If a line includes "recorded", copy it out of the entries.

** Given data follows **

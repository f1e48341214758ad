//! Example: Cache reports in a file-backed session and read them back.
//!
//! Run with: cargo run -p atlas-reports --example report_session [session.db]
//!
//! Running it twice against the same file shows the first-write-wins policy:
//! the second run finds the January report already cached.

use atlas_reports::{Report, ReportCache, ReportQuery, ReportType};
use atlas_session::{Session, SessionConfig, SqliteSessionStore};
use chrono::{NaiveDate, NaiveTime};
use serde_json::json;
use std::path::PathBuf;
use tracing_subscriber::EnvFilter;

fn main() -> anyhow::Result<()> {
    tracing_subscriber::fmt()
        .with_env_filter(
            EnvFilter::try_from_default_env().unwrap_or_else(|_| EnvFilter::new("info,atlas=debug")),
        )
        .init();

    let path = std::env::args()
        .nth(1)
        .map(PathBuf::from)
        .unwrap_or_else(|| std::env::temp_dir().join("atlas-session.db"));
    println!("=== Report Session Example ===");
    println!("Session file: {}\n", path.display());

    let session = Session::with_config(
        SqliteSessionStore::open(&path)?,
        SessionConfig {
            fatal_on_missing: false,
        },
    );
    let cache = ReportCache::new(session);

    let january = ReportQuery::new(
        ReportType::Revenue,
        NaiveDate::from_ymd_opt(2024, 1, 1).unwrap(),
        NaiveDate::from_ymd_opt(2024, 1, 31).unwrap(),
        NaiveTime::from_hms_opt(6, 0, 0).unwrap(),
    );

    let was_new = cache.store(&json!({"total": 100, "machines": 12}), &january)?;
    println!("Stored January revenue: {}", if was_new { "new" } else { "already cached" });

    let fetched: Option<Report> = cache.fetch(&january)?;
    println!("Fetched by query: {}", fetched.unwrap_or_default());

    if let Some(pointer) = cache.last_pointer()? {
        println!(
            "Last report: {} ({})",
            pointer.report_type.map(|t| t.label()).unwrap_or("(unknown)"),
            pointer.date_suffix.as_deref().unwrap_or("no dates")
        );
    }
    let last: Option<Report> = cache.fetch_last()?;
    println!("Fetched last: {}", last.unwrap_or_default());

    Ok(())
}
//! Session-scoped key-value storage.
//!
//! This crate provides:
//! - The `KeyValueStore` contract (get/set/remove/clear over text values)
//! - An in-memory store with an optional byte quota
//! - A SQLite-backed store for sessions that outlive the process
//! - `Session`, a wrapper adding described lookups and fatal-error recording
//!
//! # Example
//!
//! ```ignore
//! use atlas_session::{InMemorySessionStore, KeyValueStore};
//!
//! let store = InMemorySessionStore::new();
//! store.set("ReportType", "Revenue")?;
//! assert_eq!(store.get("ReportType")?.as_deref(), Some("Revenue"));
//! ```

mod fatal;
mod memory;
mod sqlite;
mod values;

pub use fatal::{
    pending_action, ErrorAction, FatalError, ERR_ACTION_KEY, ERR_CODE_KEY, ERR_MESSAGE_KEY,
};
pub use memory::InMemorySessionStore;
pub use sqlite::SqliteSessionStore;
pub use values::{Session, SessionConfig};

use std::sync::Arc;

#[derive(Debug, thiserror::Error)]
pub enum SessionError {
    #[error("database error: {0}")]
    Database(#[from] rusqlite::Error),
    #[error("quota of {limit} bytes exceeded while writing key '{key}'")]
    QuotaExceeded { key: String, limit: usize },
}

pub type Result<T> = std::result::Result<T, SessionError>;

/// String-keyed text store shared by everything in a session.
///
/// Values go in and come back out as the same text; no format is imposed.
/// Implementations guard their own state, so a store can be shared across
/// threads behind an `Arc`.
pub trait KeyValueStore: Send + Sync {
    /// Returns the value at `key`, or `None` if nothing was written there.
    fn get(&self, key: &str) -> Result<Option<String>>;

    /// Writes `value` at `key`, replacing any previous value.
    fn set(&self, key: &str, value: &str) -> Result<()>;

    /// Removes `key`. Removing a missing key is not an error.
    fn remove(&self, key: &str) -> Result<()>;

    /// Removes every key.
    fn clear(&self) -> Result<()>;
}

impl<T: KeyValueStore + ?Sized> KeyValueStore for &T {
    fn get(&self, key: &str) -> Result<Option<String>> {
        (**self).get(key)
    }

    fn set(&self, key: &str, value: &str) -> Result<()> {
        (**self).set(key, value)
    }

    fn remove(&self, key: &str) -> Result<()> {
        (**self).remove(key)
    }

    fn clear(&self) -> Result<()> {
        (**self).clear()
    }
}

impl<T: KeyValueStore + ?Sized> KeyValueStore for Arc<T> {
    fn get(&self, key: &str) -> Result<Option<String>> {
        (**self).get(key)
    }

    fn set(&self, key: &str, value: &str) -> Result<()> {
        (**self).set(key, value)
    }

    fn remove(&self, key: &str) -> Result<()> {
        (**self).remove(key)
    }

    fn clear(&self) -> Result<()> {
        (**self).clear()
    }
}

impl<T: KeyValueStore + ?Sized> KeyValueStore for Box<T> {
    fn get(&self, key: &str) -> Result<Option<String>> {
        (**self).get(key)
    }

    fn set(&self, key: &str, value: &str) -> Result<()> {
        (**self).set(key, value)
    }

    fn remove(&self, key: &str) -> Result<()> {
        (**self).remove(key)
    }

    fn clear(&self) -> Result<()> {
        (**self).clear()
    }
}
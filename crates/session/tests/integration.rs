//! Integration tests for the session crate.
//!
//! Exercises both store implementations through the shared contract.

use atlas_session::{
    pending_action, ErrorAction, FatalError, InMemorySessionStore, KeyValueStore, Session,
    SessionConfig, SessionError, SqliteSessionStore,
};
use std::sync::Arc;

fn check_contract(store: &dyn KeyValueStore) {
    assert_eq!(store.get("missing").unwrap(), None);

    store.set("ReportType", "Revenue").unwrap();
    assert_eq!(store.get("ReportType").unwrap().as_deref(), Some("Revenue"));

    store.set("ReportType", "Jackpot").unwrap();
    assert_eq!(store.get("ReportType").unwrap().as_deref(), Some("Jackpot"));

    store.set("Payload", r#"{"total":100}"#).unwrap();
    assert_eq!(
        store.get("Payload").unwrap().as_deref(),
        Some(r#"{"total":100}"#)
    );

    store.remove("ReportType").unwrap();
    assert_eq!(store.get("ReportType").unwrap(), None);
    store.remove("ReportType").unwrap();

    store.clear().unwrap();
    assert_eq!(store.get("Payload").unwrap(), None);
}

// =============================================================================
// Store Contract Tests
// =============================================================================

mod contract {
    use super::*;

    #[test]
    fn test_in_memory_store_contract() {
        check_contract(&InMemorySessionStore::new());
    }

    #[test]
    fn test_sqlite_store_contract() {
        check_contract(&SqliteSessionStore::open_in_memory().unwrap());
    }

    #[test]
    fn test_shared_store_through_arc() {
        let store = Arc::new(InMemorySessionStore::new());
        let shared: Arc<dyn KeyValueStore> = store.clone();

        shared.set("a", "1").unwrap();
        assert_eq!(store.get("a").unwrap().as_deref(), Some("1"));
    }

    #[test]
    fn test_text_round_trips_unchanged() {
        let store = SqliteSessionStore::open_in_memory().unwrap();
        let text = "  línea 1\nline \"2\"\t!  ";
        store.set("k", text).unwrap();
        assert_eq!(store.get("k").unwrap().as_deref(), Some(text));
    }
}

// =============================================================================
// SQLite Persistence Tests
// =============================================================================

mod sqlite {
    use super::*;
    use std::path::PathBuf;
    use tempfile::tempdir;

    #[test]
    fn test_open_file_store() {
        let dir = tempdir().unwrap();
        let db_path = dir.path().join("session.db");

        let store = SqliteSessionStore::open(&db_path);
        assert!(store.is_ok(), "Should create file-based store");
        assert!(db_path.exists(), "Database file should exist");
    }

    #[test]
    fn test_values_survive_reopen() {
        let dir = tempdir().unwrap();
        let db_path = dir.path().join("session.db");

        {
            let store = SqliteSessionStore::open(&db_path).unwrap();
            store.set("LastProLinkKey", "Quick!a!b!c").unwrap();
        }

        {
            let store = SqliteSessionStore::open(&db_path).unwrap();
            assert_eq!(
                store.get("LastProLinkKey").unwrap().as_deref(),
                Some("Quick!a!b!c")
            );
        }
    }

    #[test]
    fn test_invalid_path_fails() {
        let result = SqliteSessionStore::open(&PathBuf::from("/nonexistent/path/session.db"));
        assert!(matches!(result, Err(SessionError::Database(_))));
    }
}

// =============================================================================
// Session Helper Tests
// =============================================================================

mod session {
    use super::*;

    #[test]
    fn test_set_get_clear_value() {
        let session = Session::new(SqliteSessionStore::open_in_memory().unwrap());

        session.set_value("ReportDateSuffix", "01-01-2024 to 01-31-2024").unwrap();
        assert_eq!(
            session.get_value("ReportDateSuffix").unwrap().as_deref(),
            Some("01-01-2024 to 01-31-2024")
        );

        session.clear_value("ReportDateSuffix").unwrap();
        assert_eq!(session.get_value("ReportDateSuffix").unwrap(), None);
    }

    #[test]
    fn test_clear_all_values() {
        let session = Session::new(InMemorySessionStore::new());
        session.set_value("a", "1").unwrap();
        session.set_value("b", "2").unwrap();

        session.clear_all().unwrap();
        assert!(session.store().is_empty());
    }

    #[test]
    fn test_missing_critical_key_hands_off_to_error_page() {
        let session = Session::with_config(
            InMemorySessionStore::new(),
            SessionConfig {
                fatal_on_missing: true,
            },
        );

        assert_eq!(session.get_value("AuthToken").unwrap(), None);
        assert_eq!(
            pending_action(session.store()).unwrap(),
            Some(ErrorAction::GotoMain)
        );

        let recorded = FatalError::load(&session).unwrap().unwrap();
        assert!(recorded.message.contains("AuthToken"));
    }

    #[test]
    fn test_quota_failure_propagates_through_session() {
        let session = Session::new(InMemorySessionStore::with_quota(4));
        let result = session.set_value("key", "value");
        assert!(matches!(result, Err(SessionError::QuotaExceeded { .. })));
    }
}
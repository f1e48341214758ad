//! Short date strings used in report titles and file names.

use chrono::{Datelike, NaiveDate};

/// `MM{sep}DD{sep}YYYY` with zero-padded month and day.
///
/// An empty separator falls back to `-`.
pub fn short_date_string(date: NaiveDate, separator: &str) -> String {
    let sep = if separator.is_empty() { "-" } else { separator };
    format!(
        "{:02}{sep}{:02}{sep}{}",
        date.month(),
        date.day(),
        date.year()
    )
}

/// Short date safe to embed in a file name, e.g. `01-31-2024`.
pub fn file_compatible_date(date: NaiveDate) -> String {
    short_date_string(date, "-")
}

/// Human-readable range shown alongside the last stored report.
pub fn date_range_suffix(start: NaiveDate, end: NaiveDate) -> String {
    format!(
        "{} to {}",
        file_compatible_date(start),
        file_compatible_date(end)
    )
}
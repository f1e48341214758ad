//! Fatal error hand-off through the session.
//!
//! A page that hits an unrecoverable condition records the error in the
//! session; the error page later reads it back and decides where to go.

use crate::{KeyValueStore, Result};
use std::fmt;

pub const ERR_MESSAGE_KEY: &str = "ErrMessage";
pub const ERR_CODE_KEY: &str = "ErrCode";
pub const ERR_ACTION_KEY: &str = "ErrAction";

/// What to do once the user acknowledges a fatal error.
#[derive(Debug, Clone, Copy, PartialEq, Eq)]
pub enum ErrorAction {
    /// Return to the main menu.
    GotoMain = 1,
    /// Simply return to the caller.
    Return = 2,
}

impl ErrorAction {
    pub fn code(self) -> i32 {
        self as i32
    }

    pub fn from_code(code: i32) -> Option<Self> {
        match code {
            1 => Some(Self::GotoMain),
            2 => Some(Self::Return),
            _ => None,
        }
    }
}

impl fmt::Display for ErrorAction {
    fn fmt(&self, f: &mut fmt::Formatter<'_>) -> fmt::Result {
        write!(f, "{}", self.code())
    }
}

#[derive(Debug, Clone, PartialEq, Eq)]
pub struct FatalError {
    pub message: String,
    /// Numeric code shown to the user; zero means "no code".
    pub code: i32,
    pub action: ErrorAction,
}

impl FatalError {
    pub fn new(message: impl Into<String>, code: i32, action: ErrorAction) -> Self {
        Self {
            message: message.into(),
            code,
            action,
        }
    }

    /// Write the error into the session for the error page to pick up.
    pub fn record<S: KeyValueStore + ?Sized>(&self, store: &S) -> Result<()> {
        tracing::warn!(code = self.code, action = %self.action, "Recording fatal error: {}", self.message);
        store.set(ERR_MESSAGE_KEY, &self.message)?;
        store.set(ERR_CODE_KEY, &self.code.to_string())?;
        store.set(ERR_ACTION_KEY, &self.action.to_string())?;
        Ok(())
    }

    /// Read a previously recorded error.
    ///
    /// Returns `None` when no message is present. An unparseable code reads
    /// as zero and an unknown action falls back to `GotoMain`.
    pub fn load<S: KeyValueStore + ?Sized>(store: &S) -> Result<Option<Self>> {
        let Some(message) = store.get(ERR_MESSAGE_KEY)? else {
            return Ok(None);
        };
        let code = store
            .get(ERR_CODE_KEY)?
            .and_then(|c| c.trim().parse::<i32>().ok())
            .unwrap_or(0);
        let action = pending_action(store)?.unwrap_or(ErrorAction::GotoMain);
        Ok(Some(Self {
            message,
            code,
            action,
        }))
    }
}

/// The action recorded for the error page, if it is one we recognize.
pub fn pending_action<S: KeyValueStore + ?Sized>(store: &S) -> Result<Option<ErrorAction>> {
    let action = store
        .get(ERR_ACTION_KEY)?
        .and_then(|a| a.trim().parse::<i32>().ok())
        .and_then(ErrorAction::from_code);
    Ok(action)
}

** End of Given data **

Your solution:
        let recorded = FatalError::load(&session).unwrap().unwrap();
        assert!(recorded.message.contains("AuthToken"));
    /// Read a previously recorded error.
/// The action recorded for the error page, if it is one we recognize.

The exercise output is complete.